While he doesn’t mention exactly who these emails are from, I think it’s probably safe to assume that these emails came from people within the large phone OEMs who aren’t using these batteries. Marques has a prominent voice and he has gone out of his way in the past to admonish brands like Apple and Samsung for not using Silicon Carbon batteries. To think that they’d shoot over an email to explain why they aren’t seems very reasonable.

The issue I have here is that at this point, MKBHD is acting as a public relations arm for these OEMs. When I made a video/article telling you much of the same things, I was doing so speculatively. I was telling you why I thought these brands were not using Silicon Carbon. What MKBHD appears to be doing is passing along the company line given to him by them directly. It feels different to me.

The technical core of his argument is that the silicon in Silicon Carbon batteries will expand to three times its original volume when it absorbs lithium ions during a charge cycle. He compares this to a sponge that triples in size then shrinks back down over and over, suggesting that this constant mechanical stress eventually leads to internal cracking or even thermal runaway. He even mentions hearing about certain devices needing a literal steel cage around the battery just to keep the swelling in check.
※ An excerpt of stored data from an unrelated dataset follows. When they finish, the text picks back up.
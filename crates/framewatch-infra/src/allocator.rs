// Copyright 2025 eraflo
//
// Licensed under the Apache License, Version 2.0 (the "License");
// you may not use this file except in compliance with the License.
// You may obtain a copy of the License at
//
//     http://www.apache.org/licenses/LICENSE-2.0
//
// Unless required by applicable law or agreed to in writing, software
// distributed under the License is distributed on an "AS IS" BASIS,
// WITHOUT WARRANTIES OR CONDITIONS OF ANY KIND, either express or implied.
// See the License for the specific language governing permissions and
// limitations under the License.

//! A `GlobalAlloc` wrapper feeding the heap counters of `framewatch_core::memory`.

use std::alloc::{GlobalAlloc, Layout, System};
use std::sync::atomic::Ordering;

use framewatch_core::memory::{
    CURRENTLY_ALLOCATED_BYTES, PEAK_ALLOCATED_BYTES, TOTAL_ALLOCATIONS, TOTAL_DEALLOCATIONS,
};

/// Wraps an allocator and counts every heap allocation made through it.
///
/// Register it as the `#[global_allocator]` to make the memory group of a
/// sample report real heap usage:
///
/// ```rust,ignore
/// use framewatch_infra::TrackingAllocator;
///
/// #[global_allocator]
/// static GLOBAL: TrackingAllocator = TrackingAllocator::new(std::alloc::System);
/// ```
///
/// Nothing in here logs or allocates. A counter that would overflow or
/// underflow is left unchanged.
#[derive(Debug, Default, Clone, Copy)]
pub struct TrackingAllocator<A = System> {
    inner: A,
}

impl<A> TrackingAllocator<A> {
    /// Wraps `inner`.
    pub const fn new(inner: A) -> Self {
        Self { inner }
    }
}

fn record_alloc(size: usize) {
    let previous = CURRENTLY_ALLOCATED_BYTES.fetch_update(
        Ordering::Relaxed,
        Ordering::Relaxed,
        |current| current.checked_add(size),
    );
    if let Ok(previous) = previous {
        PEAK_ALLOCATED_BYTES.fetch_max((previous + size) as u64, Ordering::Relaxed);
        TOTAL_ALLOCATIONS.fetch_add(1, Ordering::Relaxed);
    }
}

fn record_dealloc(size: usize) {
    let previous = CURRENTLY_ALLOCATED_BYTES.fetch_update(
        Ordering::Relaxed,
        Ordering::Relaxed,
        |current| current.checked_sub(size),
    );
    if previous.is_ok() {
        TOTAL_DEALLOCATIONS.fetch_add(1, Ordering::Relaxed);
    }
}

unsafe impl<A: GlobalAlloc> GlobalAlloc for TrackingAllocator<A> {
    unsafe fn alloc(&self, layout: Layout) -> *mut u8 {
        let ptr = self.inner.alloc(layout);
        if !ptr.is_null() {
            record_alloc(layout.size());
        }
        ptr
    }

    unsafe fn alloc_zeroed(&self, layout: Layout) -> *mut u8 {
        let ptr = self.inner.alloc_zeroed(layout);
        if !ptr.is_null() {
            record_alloc(layout.size());
        }
        ptr
    }

    unsafe fn dealloc(&self, ptr: *mut u8, layout: Layout) {
        record_dealloc(layout.size());
        self.inner.dealloc(ptr, layout);
    }

    /// Counts only the size difference; a reallocation is neither a new
    /// allocation nor a deallocation.
    unsafe fn realloc(&self, ptr: *mut u8, layout: Layout, new_size: usize) -> *mut u8 {
        let old_size = layout.size();
        let new_ptr = self.inner.realloc(ptr, layout, new_size);
        if new_ptr.is_null() {
            return new_ptr;
        }

        if new_size > old_size {
            let grown = new_size - old_size;
            let previous = CURRENTLY_ALLOCATED_BYTES.fetch_update(
                Ordering::Relaxed,
                Ordering::Relaxed,
                |current| current.checked_add(grown),
            );
            if let Ok(previous) = previous {
                PEAK_ALLOCATED_BYTES.fetch_max((previous + grown) as u64, Ordering::Relaxed);
            }
        } else if new_size < old_size {
            let shrunk = old_size - new_size;
            let _ = CURRENTLY_ALLOCATED_BYTES.fetch_update(
                Ordering::Relaxed,
                Ordering::Relaxed,
                |current| current.checked_sub(shrunk),
            );
        }
        new_ptr
    }
}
Technically, there’s nothing inaccurate with what he’s saying. The silicon in these batteries do indeed swell far beyond what you see with Lithium Ion batteries, some OEMs are indeed using cages to prevent swelling in some applications and the swell/contract cycles do absolutely cause physical damage to the batteries. This is all just factual.

So why are people mad? If you read the comments, they seem to almost all be taking umbrage with the idea that Silicon Carbon batteries aren’t safe. They are furious that Marques would claim that these batteries are prone to thermal runaway, or more colloquially, exploding. At one point in the video, they show the Pixel 10 Pro Fold catching fire after being bent backwards by Zack from Jerryrigeverything leading to an all-too predictable response. “That phone uses Lithium Ion”, reads 23468 angry replies.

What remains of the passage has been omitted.